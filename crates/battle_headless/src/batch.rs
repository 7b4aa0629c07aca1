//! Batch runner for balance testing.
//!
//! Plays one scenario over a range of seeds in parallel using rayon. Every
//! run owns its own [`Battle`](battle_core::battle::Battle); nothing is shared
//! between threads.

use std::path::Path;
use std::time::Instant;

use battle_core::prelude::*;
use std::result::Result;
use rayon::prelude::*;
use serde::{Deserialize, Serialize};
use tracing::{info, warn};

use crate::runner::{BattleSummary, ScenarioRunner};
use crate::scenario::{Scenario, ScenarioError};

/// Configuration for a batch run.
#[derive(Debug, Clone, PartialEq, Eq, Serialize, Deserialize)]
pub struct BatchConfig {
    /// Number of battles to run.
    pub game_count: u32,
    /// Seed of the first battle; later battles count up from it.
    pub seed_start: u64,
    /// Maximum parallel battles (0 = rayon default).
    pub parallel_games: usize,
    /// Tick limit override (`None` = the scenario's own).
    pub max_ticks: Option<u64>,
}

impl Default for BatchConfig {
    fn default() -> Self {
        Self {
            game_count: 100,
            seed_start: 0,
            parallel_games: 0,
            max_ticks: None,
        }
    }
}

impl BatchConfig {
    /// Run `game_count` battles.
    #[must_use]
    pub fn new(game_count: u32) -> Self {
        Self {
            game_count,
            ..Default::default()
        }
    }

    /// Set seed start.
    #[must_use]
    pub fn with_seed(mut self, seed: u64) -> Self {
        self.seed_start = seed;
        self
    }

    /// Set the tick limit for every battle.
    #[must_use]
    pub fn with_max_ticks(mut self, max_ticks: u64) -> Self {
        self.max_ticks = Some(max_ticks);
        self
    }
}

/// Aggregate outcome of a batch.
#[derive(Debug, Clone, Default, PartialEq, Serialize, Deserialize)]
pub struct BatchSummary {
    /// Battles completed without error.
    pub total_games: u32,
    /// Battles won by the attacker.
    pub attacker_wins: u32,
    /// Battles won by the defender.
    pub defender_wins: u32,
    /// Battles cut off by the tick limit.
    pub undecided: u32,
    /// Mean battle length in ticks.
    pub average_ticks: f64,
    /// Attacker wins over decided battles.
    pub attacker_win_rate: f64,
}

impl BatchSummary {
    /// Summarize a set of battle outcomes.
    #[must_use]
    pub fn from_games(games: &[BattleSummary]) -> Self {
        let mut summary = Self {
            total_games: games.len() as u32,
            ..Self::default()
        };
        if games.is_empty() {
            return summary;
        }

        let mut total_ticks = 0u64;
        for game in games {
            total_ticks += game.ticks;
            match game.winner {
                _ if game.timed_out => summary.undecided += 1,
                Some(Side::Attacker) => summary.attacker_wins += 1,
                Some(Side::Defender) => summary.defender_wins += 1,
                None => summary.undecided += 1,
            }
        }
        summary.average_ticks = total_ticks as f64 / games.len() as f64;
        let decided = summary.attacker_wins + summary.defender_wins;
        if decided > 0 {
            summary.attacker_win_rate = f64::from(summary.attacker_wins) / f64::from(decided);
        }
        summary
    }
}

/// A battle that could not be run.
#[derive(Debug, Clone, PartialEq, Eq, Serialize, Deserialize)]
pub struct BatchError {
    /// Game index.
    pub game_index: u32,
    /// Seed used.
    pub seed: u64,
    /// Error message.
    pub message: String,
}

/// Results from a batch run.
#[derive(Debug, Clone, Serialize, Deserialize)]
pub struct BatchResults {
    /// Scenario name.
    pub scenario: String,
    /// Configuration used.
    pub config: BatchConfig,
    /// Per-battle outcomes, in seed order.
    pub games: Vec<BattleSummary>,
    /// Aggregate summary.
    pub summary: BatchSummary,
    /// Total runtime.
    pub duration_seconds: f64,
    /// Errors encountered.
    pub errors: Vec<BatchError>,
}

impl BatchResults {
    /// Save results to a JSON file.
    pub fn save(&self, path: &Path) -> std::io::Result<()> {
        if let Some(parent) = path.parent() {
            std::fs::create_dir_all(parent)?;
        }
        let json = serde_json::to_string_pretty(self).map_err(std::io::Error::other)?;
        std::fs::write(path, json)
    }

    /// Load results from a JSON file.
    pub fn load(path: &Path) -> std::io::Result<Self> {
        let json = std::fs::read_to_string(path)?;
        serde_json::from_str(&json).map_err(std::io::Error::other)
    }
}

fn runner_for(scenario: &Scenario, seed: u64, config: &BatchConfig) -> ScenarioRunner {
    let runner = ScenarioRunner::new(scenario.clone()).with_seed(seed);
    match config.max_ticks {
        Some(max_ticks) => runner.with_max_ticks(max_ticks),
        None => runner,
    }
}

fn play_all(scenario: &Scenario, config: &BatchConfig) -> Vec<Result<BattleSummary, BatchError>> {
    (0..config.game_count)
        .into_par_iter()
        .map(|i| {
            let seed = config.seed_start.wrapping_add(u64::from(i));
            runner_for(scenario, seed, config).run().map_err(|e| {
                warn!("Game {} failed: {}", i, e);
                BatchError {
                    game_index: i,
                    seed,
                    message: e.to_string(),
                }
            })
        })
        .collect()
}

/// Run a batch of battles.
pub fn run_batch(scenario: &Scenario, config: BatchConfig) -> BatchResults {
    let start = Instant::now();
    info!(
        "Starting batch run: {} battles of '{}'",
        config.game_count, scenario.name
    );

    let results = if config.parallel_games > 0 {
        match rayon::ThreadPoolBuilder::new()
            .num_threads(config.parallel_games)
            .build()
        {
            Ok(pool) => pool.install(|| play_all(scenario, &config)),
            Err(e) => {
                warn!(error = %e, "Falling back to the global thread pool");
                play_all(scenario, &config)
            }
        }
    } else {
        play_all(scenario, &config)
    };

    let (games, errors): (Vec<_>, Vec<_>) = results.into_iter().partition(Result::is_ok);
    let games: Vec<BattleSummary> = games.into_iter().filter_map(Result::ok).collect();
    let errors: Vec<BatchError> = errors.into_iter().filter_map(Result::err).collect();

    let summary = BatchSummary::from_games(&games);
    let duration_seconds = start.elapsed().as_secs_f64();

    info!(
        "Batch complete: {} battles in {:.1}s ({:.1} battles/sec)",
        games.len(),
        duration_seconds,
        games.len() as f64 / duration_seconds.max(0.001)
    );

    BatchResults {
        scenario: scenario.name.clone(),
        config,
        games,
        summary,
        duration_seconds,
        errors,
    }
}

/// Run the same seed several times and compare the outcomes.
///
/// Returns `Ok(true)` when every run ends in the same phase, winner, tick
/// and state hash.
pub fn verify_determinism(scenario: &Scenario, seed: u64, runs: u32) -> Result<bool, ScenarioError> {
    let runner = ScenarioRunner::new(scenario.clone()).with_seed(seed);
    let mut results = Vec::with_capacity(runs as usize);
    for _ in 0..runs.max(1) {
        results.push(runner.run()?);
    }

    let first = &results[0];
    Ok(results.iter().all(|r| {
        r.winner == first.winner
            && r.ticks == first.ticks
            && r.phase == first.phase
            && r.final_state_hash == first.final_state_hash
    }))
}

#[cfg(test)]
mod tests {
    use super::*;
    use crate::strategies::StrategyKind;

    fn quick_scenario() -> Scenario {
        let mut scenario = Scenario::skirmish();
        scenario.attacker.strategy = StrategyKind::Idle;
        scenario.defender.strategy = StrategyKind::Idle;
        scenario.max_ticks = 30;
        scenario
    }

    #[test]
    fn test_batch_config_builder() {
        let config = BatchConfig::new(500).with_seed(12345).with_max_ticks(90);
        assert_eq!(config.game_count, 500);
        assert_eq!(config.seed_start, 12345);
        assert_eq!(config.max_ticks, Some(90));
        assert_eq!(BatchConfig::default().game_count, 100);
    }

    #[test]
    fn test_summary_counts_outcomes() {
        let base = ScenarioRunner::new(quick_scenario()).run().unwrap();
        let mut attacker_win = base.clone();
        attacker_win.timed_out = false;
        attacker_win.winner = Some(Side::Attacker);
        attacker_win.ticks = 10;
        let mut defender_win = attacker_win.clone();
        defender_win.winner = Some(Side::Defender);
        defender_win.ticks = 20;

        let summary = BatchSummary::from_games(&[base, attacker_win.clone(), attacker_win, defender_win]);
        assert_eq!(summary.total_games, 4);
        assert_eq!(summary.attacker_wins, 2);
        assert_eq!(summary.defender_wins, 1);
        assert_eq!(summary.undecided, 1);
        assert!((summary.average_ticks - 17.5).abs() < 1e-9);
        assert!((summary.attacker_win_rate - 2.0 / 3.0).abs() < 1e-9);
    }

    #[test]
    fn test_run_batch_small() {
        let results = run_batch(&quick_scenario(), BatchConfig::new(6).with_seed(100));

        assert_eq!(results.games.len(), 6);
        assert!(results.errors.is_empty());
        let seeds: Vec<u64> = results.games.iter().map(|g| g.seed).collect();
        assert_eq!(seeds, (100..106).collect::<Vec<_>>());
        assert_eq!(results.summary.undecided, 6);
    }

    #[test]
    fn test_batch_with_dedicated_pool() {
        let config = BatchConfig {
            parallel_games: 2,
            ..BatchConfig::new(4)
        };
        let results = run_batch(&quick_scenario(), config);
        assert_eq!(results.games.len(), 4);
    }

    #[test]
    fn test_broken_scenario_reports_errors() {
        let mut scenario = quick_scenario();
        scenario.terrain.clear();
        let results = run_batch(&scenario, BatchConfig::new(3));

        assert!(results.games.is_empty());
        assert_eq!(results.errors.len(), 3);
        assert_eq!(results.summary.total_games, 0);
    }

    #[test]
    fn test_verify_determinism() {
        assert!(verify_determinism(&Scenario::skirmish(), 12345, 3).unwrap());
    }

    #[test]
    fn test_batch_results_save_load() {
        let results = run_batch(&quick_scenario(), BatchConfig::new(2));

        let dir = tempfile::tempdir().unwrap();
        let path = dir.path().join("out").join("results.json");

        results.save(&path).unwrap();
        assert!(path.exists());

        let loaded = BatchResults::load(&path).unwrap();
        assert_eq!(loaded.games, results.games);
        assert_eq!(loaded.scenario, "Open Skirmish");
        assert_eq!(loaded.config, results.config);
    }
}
--------------------------------
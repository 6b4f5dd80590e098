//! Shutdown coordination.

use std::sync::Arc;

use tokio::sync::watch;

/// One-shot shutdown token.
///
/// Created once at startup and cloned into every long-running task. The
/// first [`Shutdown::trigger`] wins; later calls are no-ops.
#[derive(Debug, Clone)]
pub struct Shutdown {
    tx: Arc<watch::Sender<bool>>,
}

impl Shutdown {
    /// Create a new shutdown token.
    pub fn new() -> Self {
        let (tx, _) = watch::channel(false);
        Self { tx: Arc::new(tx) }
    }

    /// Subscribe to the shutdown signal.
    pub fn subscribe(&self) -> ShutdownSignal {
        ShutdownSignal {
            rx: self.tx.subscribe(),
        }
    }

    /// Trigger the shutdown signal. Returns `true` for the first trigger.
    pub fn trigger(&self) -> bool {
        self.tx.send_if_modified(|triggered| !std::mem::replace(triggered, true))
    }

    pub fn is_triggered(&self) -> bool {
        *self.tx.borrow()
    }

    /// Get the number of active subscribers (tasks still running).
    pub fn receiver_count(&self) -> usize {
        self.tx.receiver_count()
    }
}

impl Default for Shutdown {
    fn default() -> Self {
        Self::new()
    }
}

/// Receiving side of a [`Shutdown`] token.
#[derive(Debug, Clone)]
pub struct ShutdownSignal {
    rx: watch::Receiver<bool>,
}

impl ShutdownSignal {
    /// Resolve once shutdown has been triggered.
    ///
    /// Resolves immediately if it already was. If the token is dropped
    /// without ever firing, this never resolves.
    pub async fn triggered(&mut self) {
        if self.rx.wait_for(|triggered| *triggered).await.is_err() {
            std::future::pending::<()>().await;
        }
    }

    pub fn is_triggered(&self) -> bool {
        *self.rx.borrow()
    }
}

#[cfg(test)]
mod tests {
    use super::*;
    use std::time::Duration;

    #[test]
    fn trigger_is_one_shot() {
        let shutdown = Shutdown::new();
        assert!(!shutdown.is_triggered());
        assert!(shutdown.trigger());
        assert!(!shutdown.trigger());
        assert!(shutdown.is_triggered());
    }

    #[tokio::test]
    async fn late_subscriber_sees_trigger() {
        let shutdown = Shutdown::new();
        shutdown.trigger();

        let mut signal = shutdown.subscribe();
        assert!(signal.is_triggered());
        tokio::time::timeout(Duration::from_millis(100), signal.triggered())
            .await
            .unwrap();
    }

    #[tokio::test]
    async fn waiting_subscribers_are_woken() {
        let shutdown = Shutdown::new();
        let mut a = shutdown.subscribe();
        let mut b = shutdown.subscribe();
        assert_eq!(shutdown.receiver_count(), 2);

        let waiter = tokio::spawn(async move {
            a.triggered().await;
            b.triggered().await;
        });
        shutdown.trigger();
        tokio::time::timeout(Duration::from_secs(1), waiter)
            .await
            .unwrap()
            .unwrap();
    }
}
--------------------------------
* [WHAT THE TASK ASKS]
Retype exactly, and only, the lines above from the one where "filename crates/battle_headless/src/batch.rs" occurs up to and including the one where "use std::path::Path;" occurs.

* [RESULT OF THIS TASK]
filename crates/battle_headless/src/batch.rs
repository 7b4aa0629c07aca1
//! Batch runner for balance testing.
//!
//! Plays one scenario over a range of seeds in parallel using rayon. Every
//! run owns its own [`Battle`](battle_core::battle::Battle); nothing is shared
//! between threads.

use std::path::Path;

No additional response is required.